● **WHAT THE TASK REQUIRES**: Scan the data for "words" and copy the lines it appears in.

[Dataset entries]
▶

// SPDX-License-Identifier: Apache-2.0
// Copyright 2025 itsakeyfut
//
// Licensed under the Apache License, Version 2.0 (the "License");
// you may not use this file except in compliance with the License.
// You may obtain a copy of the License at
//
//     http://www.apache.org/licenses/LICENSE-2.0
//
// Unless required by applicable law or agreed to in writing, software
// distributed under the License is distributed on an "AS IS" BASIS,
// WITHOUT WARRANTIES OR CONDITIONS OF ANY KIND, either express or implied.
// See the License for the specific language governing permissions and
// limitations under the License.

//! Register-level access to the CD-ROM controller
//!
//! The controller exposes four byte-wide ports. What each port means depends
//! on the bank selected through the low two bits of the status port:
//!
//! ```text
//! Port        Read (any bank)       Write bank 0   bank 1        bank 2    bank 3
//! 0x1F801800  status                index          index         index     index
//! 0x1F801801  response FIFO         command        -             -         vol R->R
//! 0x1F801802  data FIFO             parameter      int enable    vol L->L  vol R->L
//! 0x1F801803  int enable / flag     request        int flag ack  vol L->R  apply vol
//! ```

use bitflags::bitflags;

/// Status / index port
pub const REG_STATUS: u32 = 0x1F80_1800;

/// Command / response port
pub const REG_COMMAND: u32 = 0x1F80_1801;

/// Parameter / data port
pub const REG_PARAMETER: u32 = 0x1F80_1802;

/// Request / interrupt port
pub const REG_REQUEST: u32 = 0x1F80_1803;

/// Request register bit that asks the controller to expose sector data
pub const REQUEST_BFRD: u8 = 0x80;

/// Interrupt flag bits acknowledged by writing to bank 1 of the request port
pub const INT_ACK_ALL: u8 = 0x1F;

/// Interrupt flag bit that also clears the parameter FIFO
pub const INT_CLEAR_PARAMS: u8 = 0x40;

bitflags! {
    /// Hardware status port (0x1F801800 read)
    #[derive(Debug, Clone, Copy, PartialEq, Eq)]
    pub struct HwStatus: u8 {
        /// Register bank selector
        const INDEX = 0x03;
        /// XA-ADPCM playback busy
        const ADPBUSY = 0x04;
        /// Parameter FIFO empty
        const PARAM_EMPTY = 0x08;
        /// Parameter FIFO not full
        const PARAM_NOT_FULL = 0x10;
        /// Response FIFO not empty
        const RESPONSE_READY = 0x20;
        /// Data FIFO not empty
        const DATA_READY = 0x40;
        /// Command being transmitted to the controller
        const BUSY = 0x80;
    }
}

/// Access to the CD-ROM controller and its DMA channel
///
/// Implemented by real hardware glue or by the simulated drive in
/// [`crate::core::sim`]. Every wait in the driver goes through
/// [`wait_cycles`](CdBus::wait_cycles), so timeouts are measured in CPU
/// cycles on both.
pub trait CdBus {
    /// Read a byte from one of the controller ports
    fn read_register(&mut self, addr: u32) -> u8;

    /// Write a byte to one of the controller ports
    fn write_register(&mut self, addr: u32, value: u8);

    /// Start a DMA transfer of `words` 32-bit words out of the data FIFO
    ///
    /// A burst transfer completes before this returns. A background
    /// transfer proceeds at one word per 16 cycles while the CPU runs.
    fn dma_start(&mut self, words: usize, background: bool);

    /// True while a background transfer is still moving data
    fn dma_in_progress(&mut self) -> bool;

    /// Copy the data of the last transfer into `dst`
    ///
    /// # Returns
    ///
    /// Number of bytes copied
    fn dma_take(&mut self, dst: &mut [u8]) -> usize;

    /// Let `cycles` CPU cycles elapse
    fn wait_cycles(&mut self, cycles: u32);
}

◀

● **ANSWER BELOW**:
    /// Start a DMA transfer of `words` 32-bit words out of the data FIFO
    fn dma_start(&mut self, words: usize, background: bool);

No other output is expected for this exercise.